* **ACTIVITY**
Beginning with the first line of the data below, extract each line up to and including the one containing "use chrono::NaiveDate;". Copy them exactly and add nothing.
(STORED DATA Opens)
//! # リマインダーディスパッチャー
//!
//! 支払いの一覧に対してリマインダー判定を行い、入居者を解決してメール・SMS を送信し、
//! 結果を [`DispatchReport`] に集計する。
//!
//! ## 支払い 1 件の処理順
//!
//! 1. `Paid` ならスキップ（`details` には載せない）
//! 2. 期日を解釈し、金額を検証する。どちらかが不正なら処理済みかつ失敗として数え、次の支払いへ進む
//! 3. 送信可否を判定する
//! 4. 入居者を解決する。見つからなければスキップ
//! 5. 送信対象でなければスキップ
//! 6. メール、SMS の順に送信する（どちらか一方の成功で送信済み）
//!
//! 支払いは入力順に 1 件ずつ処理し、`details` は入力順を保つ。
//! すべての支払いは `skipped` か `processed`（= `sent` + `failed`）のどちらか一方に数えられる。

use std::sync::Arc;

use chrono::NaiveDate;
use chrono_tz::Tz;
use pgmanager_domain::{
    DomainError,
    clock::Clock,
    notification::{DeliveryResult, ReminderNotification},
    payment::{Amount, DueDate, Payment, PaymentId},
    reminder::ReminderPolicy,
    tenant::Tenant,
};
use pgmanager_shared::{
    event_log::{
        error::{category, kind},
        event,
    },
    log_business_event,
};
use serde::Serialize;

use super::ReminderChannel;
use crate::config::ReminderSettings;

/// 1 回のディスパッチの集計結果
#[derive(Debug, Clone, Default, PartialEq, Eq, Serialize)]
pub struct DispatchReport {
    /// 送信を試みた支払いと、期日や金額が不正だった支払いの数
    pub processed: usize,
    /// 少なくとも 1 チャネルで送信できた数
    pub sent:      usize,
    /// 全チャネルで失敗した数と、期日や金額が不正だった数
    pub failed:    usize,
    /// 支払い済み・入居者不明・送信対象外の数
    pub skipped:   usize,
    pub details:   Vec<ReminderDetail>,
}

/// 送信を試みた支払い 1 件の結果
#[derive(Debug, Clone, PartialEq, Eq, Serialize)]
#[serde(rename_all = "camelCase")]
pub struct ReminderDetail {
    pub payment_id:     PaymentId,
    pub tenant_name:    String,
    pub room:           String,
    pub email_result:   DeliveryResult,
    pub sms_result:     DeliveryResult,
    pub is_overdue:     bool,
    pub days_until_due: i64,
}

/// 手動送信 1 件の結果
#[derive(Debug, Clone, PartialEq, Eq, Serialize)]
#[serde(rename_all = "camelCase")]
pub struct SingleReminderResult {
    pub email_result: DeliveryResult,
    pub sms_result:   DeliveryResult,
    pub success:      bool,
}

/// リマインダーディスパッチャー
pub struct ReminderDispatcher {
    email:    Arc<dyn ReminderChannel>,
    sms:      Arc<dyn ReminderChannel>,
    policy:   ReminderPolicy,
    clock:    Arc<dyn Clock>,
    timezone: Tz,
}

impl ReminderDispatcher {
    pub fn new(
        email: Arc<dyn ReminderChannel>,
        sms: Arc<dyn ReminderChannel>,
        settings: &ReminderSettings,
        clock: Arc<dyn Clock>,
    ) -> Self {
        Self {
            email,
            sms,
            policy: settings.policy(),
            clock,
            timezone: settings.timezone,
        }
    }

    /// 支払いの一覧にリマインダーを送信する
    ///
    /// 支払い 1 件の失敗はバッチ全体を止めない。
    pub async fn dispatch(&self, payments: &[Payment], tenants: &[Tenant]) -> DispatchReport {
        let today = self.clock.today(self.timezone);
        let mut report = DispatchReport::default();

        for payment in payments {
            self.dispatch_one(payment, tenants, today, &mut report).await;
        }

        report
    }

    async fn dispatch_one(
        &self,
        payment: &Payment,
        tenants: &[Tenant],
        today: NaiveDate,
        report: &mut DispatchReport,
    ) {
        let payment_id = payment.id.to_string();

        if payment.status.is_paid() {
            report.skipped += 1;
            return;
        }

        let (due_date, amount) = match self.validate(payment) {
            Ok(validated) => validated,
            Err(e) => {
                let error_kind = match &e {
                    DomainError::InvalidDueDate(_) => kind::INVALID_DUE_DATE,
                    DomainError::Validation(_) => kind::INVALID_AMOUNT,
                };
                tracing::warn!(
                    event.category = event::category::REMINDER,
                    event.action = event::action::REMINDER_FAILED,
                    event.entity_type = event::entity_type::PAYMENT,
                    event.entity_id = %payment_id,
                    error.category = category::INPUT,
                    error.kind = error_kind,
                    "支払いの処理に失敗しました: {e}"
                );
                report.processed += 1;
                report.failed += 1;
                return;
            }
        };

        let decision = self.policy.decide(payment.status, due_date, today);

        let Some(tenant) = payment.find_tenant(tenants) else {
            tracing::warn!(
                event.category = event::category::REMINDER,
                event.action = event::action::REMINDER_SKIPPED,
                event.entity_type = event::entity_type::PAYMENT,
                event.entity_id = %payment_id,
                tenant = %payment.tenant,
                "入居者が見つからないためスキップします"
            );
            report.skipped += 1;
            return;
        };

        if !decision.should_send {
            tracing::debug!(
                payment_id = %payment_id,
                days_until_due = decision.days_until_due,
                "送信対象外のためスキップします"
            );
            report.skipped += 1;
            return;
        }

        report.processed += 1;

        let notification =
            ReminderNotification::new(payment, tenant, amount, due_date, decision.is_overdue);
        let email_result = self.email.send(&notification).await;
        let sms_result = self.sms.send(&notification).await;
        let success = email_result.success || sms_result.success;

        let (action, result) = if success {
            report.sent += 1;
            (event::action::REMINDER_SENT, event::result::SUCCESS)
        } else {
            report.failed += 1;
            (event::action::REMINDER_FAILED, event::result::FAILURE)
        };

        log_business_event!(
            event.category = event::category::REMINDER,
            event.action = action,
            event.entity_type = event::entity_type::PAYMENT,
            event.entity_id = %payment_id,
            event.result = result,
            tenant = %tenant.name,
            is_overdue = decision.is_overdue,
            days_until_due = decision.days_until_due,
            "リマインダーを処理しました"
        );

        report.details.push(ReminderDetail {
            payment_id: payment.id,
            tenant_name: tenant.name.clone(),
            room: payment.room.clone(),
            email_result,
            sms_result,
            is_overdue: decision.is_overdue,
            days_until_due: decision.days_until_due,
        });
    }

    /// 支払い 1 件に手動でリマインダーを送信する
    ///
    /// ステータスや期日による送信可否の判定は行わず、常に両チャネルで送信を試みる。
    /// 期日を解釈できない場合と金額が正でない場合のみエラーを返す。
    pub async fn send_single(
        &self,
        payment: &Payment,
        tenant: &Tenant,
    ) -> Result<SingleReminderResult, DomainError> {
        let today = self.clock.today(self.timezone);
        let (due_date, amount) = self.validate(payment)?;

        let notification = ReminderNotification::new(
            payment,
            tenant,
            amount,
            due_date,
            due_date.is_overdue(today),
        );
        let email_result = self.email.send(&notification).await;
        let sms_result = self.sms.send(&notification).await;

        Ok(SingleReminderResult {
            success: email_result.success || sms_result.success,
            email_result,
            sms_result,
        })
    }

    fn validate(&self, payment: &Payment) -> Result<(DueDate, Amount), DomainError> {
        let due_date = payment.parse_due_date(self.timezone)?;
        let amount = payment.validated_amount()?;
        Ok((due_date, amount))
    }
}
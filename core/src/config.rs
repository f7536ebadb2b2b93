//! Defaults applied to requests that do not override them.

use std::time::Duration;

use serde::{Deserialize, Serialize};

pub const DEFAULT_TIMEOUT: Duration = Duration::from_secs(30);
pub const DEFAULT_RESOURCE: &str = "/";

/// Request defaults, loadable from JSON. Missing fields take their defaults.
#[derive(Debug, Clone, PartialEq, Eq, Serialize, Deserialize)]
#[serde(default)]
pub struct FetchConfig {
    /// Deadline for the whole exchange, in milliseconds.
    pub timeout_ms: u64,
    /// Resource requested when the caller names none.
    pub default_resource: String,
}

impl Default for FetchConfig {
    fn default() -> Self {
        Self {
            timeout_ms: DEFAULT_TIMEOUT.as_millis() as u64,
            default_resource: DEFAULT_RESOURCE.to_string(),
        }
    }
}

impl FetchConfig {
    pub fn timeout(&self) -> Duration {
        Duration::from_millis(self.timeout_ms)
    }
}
(STORED DATA Closes)
* **SOLVED PROBLEM**
//! # リマインダーディスパッチャー
//!
//! 支払いの一覧に対してリマインダー判定を行い、入居者を解決してメール・SMS を送信し、
//! 結果を [`DispatchReport`] に集計する。
//!
//! ## 支払い 1 件の処理順
//!
//! 1. `Paid` ならスキップ（`details` には載せない）
//! 2. 期日を解釈し、金額を検証する。どちらかが不正なら処理済みかつ失敗として数え、次の支払いへ進む
//! 3. 送信可否を判定する
//! 4. 入居者を解決する。見つからなければスキップ
//! 5. 送信対象でなければスキップ
//! 6. メール、SMS の順に送信する（どちらか一方の成功で送信済み）
//!
//! 支払いは入力順に 1 件ずつ処理し、`details` は入力順を保つ。
//! すべての支払いは `skipped` か `processed`（= `sent` + `failed`）のどちらか一方に数えられる。

use std::sync::Arc;

use chrono::NaiveDate;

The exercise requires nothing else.